Monday, September 10, 2012

Clinton: US ‘not setting deadlines’ for Iran

BLOOMBERG
09/10/2012 

"We’re convinced that we have more time to focus on these sanctions," says US Secretary of State, adding that negotiations are "by far the best approach" to stop Iran from developing nuclear weapons.

Clinton delivers the keynote address Photo: REUTERS
 
The US is “not setting deadlines” for Iran and still considers negotiations as “by far the best approach” to prevent Iran from developing nuclear weapons, Secretary of State Hillary Clinton said late Sunday.

While Clinton said in an interview that economic sanctions are building pressure on Iran, Prime Minister Binyamin Netanyahu said last week the sanctions aren’t slowing Iran’s nuclear advances “because it doesn’t see a clear red line from the international community.”

Asked if the Obama administration will lay out sharper “red lines” for Iran or state explicitly the consequences of failing to negotiate a deal with world powers by a certain date, Clinton said, “We’re not setting deadlines.”

“We’re watching very carefully about what they do, because it’s always been more about their actions than their words,” Clinton said in the interview with Bloomberg Radio after wrapping up meetings at an Asia-Pacific forum in Vladivostok, Russia.

While the US and Israel share the goal that Iran not acquire a nuclear weapon, Clinton said there is a difference in perspective over the time horizon for talks.

“They’re more anxious about a quick response because they feel that they’re right in the bull’s-eye, so to speak,” Clinton said. “But we’re convinced that we have more time to focus on these sanctions, to do everything we can to bring Iran to a good-faith negotiation.”

IAEA meeting approaching
A high-level meeting of the United Nations’ atomic agency is just days away, and US officials have said it will be an important moment to take stock of Iran’s nuclear progress and the pressure the international community should exert to halt it. The International Atomic Energy Agency reported last month that Iran raised the uranium-enrichment capacity at its underground Fordow facility and increased stockpiles of medium- enriched uranium, a step short of nuclear-bomb material.
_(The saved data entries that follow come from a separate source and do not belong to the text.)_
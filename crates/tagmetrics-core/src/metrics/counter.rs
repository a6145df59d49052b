use std::sync::atomic::{AtomicI64, Ordering};
use std::sync::Arc;

/// Signed accumulator. Clones share the same value.
#[derive(Debug, Clone, Default)]
pub struct Counter {
    value: Arc<AtomicI64>,
}

impl Counter {
    pub fn new() -> Self {
        Self::default()
    }

    /// Increment by `n`.
    pub fn inc(&self, n: i64) {
        self.value.fetch_add(n, Ordering::Relaxed);
    }

    /// Decrement by `n`.
    pub fn dec(&self, n: i64) {
        self.value.fetch_sub(n, Ordering::Relaxed);
    }

    /// Reset to zero.
    pub fn clear(&self) {
        self.value.store(0, Ordering::Relaxed);
    }

    pub fn count(&self) -> i64 {
        self.value.load(Ordering::Relaxed)
    }

    /// True when both handles point at the same underlying counter.
    pub fn same_as(&self, other: &Counter) -> bool {
        Arc::ptr_eq(&self.value, &other.value)
    }
}
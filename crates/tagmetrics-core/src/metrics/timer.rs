use std::fmt;
use std::time::{Duration, Instant};

use super::{Histogram, HistogramSnapshot, Meter, MeterSnapshot};

/// Durations (recorded in nanoseconds) plus the rate at which they occur.
#[derive(Clone, Default)]
pub struct Timer {
    histogram: Histogram,
    meter: Meter,
}

impl fmt::Debug for Timer {
    fn fmt(&self, f: &mut fmt::Formatter<'_>) -> fmt::Result {
        f.debug_struct("Timer").field("count", &self.count()).finish()
    }
}

impl Timer {
    pub fn new() -> Self {
        Self::default()
    }

    pub fn update(&self, d: Duration) {
        let nanos = i64::try_from(d.as_nanos()).unwrap_or(i64::MAX);
        self.histogram.update(nanos);
        self.meter.mark(1);
    }

    pub fn update_since(&self, start: Instant) {
        self.update(start.elapsed());
    }

    /// Run `f` and record how long it took.
    pub fn time<R>(&self, f: impl FnOnce() -> R) -> R {
        let start = Instant::now();
        let out = f();
        self.update_since(start);
        out
    }

    pub fn count(&self) -> u64 {
        self.histogram.count()
    }

    pub fn snapshot(&self) -> (HistogramSnapshot, MeterSnapshot) {
        (self.histogram.snapshot(), self.meter.snapshot())
    }

    pub fn same_as(&self, other: &Timer) -> bool {
        self.histogram.same_as(&other.histogram)
    }
}
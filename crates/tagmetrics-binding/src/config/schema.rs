use std::time::Duration;

use serde::Deserialize;
use tagmetrics_core::error::{Error, Result};

use crate::binder::DuplicatePolicy;
use crate::tags::{DEFAULT_STATS_CPU_INTERVAL, DEFAULT_STATS_MEM_INTERVAL};

const MAX_FLUSH_INTERVAL_MS: u64 = 24 * 60 * 60 * 1000;

#[derive(Debug, Clone, Deserialize)]
#[serde(deny_unknown_fields)]
pub struct TagsConfig {
    pub version: u32,

    /// Joins path segments. May be empty.
    #[serde(default = "default_separator")]
    pub separator: String,

    #[serde(default = "default_flush_interval_ms")]
    pub flush_interval_ms: u64,

    #[serde(default)]
    pub duplicate_policy: DuplicatePolicy,

    #[serde(default)]
    pub stats: StatsSection,
}

impl Default for TagsConfig {
    fn default() -> Self {
        Self {
            version: 1,
            separator: default_separator(),
            flush_interval_ms: default_flush_interval_ms(),
            duplicate_policy: DuplicatePolicy::default(),
            stats: StatsSection::default(),
        }
    }
}

impl TagsConfig {
    pub fn validate(&self) -> Result<()> {
        if self.version != 1 {
            return Err(Error::Config(format!("unsupported config version {}", self.version)));
        }
        if !(1..=MAX_FLUSH_INTERVAL_MS).contains(&self.flush_interval_ms) {
            return Err(Error::Config(format!(
                "flush_interval_ms must be between 1 and {MAX_FLUSH_INTERVAL_MS}"
            )));
        }

        self.stats.validate()?;

        Ok(())
    }

    pub fn flush_interval(&self) -> Duration {
        Duration::from_millis(self.flush_interval_ms)
    }
}

#[derive(Debug, Clone, Deserialize)]
#[serde(deny_unknown_fields)]
pub struct StatsSection {
    #[serde(default = "default_cpu_interval_ms")]
    pub cpu_interval_ms: u64,

    #[serde(default = "default_mem_interval_ms")]
    pub mem_interval_ms: u64,
}

impl Default for StatsSection {
    fn default() -> Self {
        Self {
            cpu_interval_ms: default_cpu_interval_ms(),
            mem_interval_ms: default_mem_interval_ms(),
        }
    }
}

impl StatsSection {
    pub fn validate(&self) -> Result<()> {
        if self.cpu_interval_ms == 0 {
            return Err(Error::Config("stats.cpu_interval_ms must be at least 1".into()));
        }
        if self.mem_interval_ms == 0 {
            return Err(Error::Config("stats.mem_interval_ms must be at least 1".into()));
        }
        Ok(())
    }

    pub fn cpu_interval(&self) -> Duration {
        Duration::from_millis(self.cpu_interval_ms)
    }

    pub fn mem_interval(&self) -> Duration {
        Duration::from_millis(self.mem_interval_ms)
    }
}

fn default_separator() -> String {
    ".".into()
}
fn default_flush_interval_ms() -> u64 {
    10_000
}
fn default_cpu_interval_ms() -> u64 {
    duration_ms(DEFAULT_STATS_CPU_INTERVAL)
}
fn default_mem_interval_ms() -> u64 {
    duration_ms(DEFAULT_STATS_MEM_INTERVAL)
}

/// Whole milliseconds in `d`, saturating at `u64::MAX`.
pub fn duration_ms(d: Duration) -> u64 {
    u64::try_from(d.as_millis()).unwrap_or(u64::MAX)
}
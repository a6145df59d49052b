//! Process-runtime statistics.
//!
//! Two independently sampled classes:
//! - [`StatsKind::Cpu`]: CPU usage and run time. Cheap.
//! - [`StatsKind::Memory`]: resident and virtual sizes in bytes.
//!
//! Values come from `sysinfo`. On platforms it does not support no gauges are
//! registered and only the `*.read` timer advances, so capture cadence stays
//! observable everywhere.

use std::fmt;
use std::sync::atomic::{AtomicBool, Ordering};
use std::time::Instant;

use parking_lot::Mutex;
use sysinfo::{Pid, System};

use crate::registry::Registry;

const CPU_USAGE: &str = "runtime.cpu.usage_pct_x100";
const CPU_RUN_TIME: &str = "runtime.cpu.run_time_secs";
const MEM_RSS: &str = "runtime.mem.rss_bytes";
const MEM_VIRTUAL: &str = "runtime.mem.virtual_bytes";

/// The two classes of runtime statistics sampled on their own cadence.
#[derive(Debug, Clone, Copy, PartialEq, Eq, Hash)]
pub enum StatsKind {
    Cpu,
    Memory,
}

impl StatsKind {
    pub fn as_str(self) -> &'static str {
        match self {
            StatsKind::Cpu => "cpu",
            StatsKind::Memory => "mem",
        }
    }

    /// Name of the timer recording each capture of this kind.
    pub fn read_timer(self) -> &'static str {
        match self {
            StatsKind::Cpu => "runtime.cpu.read",
            StatsKind::Memory => "runtime.mem.read",
        }
    }

    /// Gauge names fed by a capture of this kind.
    pub fn gauges(self) -> &'static [&'static str] {
        match self {
            StatsKind::Cpu => &[CPU_USAGE, CPU_RUN_TIME],
            StatsKind::Memory => &[MEM_RSS, MEM_VIRTUAL],
        }
    }

    fn readings(self, s: &ProcessSample) -> [(&'static str, i64); 2] {
        match self {
            // percent of one core, two decimals kept
            StatsKind::Cpu => [
                (CPU_USAGE, (f64::from(s.cpu_usage) * 100.0).round() as i64),
                (CPU_RUN_TIME, clamp(s.run_time)),
            ],
            StatsKind::Memory => [(MEM_RSS, clamp(s.memory)), (MEM_VIRTUAL, clamp(s.virtual_memory))],
        }
    }
}

/// Whether process statistics can be read on this platform.
pub fn is_supported() -> bool {
    sysinfo::IS_SUPPORTED_SYSTEM
}

#[derive(Debug, Clone, Copy)]
struct ProcessSample {
    cpu_usage: f32,
    run_time: u64,
    memory: u64,
    virtual_memory: u64,
}

/// Stateful reader for the current process.
///
/// `sysinfo` computes CPU usage from the delta between two refreshes, so the
/// same `System` is kept across captures.
pub(crate) struct ProcessReader {
    system: Mutex<System>,
    pid: Option<Pid>,
    cpu_warned: AtomicBool,
    mem_warned: AtomicBool,
}

impl Default for ProcessReader {
    fn default() -> Self {
        Self {
            system: Mutex::new(System::new()),
            pid: sysinfo::get_current_pid().ok(),
            cpu_warned: AtomicBool::new(false),
            mem_warned: AtomicBool::new(false),
        }
    }
}

impl fmt::Debug for ProcessReader {
    fn fmt(&self, f: &mut fmt::Formatter<'_>) -> fmt::Result {
        f.debug_struct("ProcessReader").field("pid", &self.pid).finish()
    }
}

impl ProcessReader {
    fn sample(&self) -> Option<ProcessSample> {
        if !is_supported() {
            return None;
        }
        let pid = self.pid?;
        let mut sys = self.system.lock();
        if !sys.refresh_process(pid) {
            return None;
        }
        sys.process(pid).map(|p| ProcessSample {
            cpu_usage: p.cpu_usage(),
            run_time: p.run_time(),
            memory: p.memory(),
            virtual_memory: p.virtual_memory(),
        })
    }

    fn warned(&self, kind: StatsKind) -> &AtomicBool {
        match kind {
            StatsKind::Cpu => &self.cpu_warned,
            StatsKind::Memory => &self.mem_warned,
        }
    }
}

pub(crate) fn register(registry: &Registry) {
    for kind in [StatsKind::Cpu, StatsKind::Memory] {
        registry.get_or_register_timer(kind.read_timer());
        if is_supported() {
            for name in kind.gauges() {
                registry.get_or_register_gauge(name);
            }
        }
    }
}

pub(crate) fn capture(registry: &Registry, reader: &ProcessReader, kind: StatsKind) {
    let start = Instant::now();

    match reader.sample() {
        Some(sample) => {
            for (name, value) in kind.readings(&sample) {
                registry.get_or_register_gauge(name).update(value);
            }
        }
        None => {
            if !reader.warned(kind).swap(true, Ordering::Relaxed) {
                tracing::warn!(kind = kind.as_str(), pid = ?reader.pid, "process stats unavailable");
            }
        }
    }

    registry.get_or_register_timer(kind.read_timer()).update_since(start);
    tracing::debug!(kind = kind.as_str(), "runtime stats captured");
}

fn clamp(v: u64) -> i64 {
    i64::try_from(v).unwrap_or(i64::MAX)
}
//! tagmetrics demo host.
//!
//! Binds a small service schema, simulates traffic, and logs the JSON
//! snapshot on every flush until Ctrl-C. Config is read from the path in
//! `TAGMETRICS_CONFIG` when set, defaults otherwise.

use std::collections::HashMap;
use std::sync::Arc;
use std::time::Duration;

use tracing_subscriber::{fmt, EnvFilter};

use tagmetrics_binding::{
    config, metric_schema, Counter, Gauge, Histogram, Meter, MetricTags, Registry, TagsConfig,
    Timer,
};

metric_schema! {
    #[derive(Default)]
    struct HandlerMetrics {
        calls: Counter,
        latency: Timer,
    }
}

metric_schema! {
    #[derive(Default)]
    struct HttpMetrics {
        requests: Meter => "requests",
        in_flight: Gauge => "in_flight",
        body_bytes: Histogram => "body_bytes",
    }
}

metric_schema! {
    #[derive(Default)]
    struct ServiceMetrics {
        http: HttpMetrics,
        handlers: HashMap<String, Box<HandlerMetrics>>,
        errors: Counter,
        instance: String,
    }
}

#[tokio::main]
async fn main() {
    fmt().with_env_filter(EnvFilter::from_default_env()).init();

    let cfg = match std::env::var("TAGMETRICS_CONFIG") {
        Ok(path) => config::load_from_file(&path).expect("config load failed"),
        Err(_) => TagsConfig::default(),
    };

    let mut metrics = ServiceMetrics {
        instance: "demo-1".into(),
        ..ServiceMetrics::default()
    };
    for route in ["index", "login"] {
        metrics.handlers.insert(route.to_string(), Box::default());
    }

    let registry = Arc::new(Registry::new());
    let reg = Arc::clone(&registry);
    let flush = move || {
        let snapshot = reg.snapshot();
        tracing::info!(bytes = snapshot.len(), snapshot = %String::from_utf8_lossy(&snapshot), "metrics flush");
    };

    let mut tags = MetricTags::from_config(&mut metrics, flush, &cfg, Arc::clone(&registry));
    tracing::info!(instance = %metrics.instance, instruments = tags.bind_report().registered.len(), "schema bound");
    tags.start().expect("sampling loop start failed");

    let metrics = Arc::new(metrics);
    let traffic = {
        let metrics = Arc::clone(&metrics);
        tokio::spawn(async move {
            let mut tick = tokio::time::interval(Duration::from_millis(50));
            let mut n: i64 = 0;
            loop {
                tick.tick().await;
                n += 1;
                let route = if n % 3 == 0 { "login" } else { "index" };
                metrics.http.requests.mark(1);
                metrics.http.in_flight.update(n % 7);
                metrics.http.body_bytes.update(128 + (n % 11) * 64);
                if let Some(h) = metrics.handlers.get(route) {
                    h.calls.inc(1);
                    h.latency.update(Duration::from_micros(200 + (n % 5) as u64 * 100));
                }
                if n % 17 == 0 {
                    metrics.errors.inc(1);
                }
            }
        })
    };

    let _ = tokio::signal::ctrl_c().await;
    traffic.abort();
    tags.stop().await.expect("sampling loop stop failed");
}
In the past week, Clinton has been to both China and Russia, speaking with leaders of both nations to seek unity in their Iran stance. Afterward, she said China and Russia share the US’s firm view that Iran must be stopped from acquiring a nuclear weapon.

Leaders from the six powers involved in negotiations with Iran are expected to attend the annual UN General Assembly in New York this month.

“It’s a very challenging effort to get them to move in a way that complies with their international obligations,” Clinton said of the Iranians. “But we believe that is still by far the best approach to take at this time.”

Every option on the table
Asked about pressure from Israel to give Iran an ultimatum to dismantle disputed aspects of its nuclear program within months, Clinton said the US has “always said every option was on the table, but we believe in the negotiation,” and are at the same time stepping up pressure from sanctions.

Asked what Israel was telling the Obama administration behind closed doors, Clinton said, “I don’t think that there’s any difference in their public and their private concerns.”
“They feel that it would be an existential threat if Iran were a nuclear-weaponized state, and no nation can abdicate their self-defense if they feel that they’re facing such a threat,” she said.

At the same time, Clinton said Israel has supported the Obama administration’s effort to unite the international community behind the toughest sanctions ever.
“The sanctions, we know, are having an effect,” she said.

Since April, the five permanent members of the UN Security Council -- the US, the UK, France, China and Russia - plus Germany, have engaged in three rounds of diplomacy with Iran. Even with pressure from an array of new US and EU sanctions on energy, trade, banking and shipping, the talks have failed so far to persuade Iran to suspend aspects of its nuclear program.

Oil Exports
Iran losing billions

Clinton has said that Iran, which depends on oil for more than half of its government revenue, is losing billions of dollars from lost oil sales due to sanctions.

Iranian oil exports dropped 66 percent in July from a year earlier, to less than 1 million barrels a day, as the US and the European Union tightened sanctions, according to a report by Rhodium Group, citing customs data. Rhodium estimates exports at about 940,000 barrels a day, compared with 1.7 million barrels a day in June and 2.8 million in July 2011, the New York-based economic research group said Sept. 5 in an e-mailed report.
The chief negotiator for the six world powers negotiating with Iran, European Union foreign policy chief Catherine Ashton, last spoke with her Iranian counterpart, Saeed Jalili, more than a month ago, and said at the time more progress was needed to close the gap before any return to talks.

Over the weekend, Ashton met with EU foreign ministers in Cyprus, and said new sanctions on Iran were under consideration.